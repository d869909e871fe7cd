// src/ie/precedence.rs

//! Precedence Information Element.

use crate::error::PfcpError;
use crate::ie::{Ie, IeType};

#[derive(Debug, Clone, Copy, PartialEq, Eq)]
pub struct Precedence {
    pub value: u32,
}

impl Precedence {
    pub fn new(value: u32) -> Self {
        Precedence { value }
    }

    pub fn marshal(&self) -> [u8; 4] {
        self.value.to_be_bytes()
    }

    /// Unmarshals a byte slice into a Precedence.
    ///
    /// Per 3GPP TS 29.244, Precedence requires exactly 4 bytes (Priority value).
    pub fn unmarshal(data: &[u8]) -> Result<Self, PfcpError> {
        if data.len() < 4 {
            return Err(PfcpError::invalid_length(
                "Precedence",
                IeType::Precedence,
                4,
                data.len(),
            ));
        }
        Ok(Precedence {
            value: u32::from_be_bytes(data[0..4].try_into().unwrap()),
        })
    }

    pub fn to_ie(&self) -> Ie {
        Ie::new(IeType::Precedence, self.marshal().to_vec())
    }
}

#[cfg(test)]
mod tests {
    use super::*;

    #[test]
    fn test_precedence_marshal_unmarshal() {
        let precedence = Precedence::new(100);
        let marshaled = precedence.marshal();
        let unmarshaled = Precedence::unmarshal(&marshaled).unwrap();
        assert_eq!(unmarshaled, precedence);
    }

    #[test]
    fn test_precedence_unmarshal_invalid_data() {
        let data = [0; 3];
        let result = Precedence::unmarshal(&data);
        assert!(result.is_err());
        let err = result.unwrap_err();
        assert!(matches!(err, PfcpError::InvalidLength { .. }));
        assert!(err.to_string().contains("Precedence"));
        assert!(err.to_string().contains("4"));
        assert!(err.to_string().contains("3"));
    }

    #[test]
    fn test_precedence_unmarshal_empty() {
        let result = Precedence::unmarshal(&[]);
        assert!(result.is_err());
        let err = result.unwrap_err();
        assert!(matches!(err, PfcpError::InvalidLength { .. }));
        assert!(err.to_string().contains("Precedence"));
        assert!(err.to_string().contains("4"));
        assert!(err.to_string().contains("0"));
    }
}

• • • • • • •

» **Problem to solve**
The expected output is an exact copy of all the records above.

» **Your response**
repository d869909e871fe7cd
// src/ie/precedence.rs

//! Precedence Information Element.

use crate::error::PfcpError;
use crate::ie::{Ie, IeType};

#[derive(Debug, Clone, Copy, PartialEq, Eq)]
pub struct Precedence {
    pub value: u32,
}

impl Precedence {
    pub fn new(value: u32) -> Self {
        Precedence { value }
    }

    pub fn marshal(&self) -> [u8; 4] {
        self.value.to_be_bytes()
    }

    /// Unmarshals a byte slice into a Precedence.
    ///
    /// Per 3GPP TS 29.244, Precedence requires exactly 4 bytes (Priority value).
    pub fn unmarshal(data: &[u8]) -> Result<Self, PfcpError> {
        if data.len() < 4 {
            return Err(PfcpError::invalid_length(
                "Precedence",
                IeType::Precedence,
                4,
                data.len(),
            ));
        }
        Ok(Precedence {
            value: u32::from_be_bytes(data[0..4].try_into().unwrap()),
        })
    }

    pub fn to_ie(&self) -> Ie {
        Ie::new(IeType::Precedence, self.marshal().to_vec())
    }
}

#[cfg(test)]
mod tests {
    use super::*;

    #[test]
    fn test_precedence_marshal_unmarshal() {
        let precedence = Precedence::new(100);
        let marshaled = precedence.marshal();
        let unmarshaled = Precedence::unmarshal(&marshaled).unwrap();
        assert_eq!(unmarshaled, precedence);
    }

    #[test]
    fn test_precedence_unmarshal_invalid_data() {
        let data = [0; 3];
        let result = Precedence::unmarshal(&data);
        assert!(result.is_err());
        let err = result.unwrap_err();
        assert!(matches!(err, PfcpError::InvalidLength { .. }));
        assert!(err.to_string().contains("Precedence"));
        assert!(err.to_string().contains("4"));
        assert!(err.to_string().contains("3"));
    }

    #[test]
    fn test_precedence_unmarshal_empty() {
        let result = Precedence::unmarshal(&[]);
        assert!(result.is_err());
        let err = result.unwrap_err();
        assert!(matches!(err, PfcpError::InvalidLength { .. }));
        assert!(err.to_string().contains("Precedence"));
        assert!(err.to_string().contains("4"));
        assert!(err.to_string().contains("0"));
    }
}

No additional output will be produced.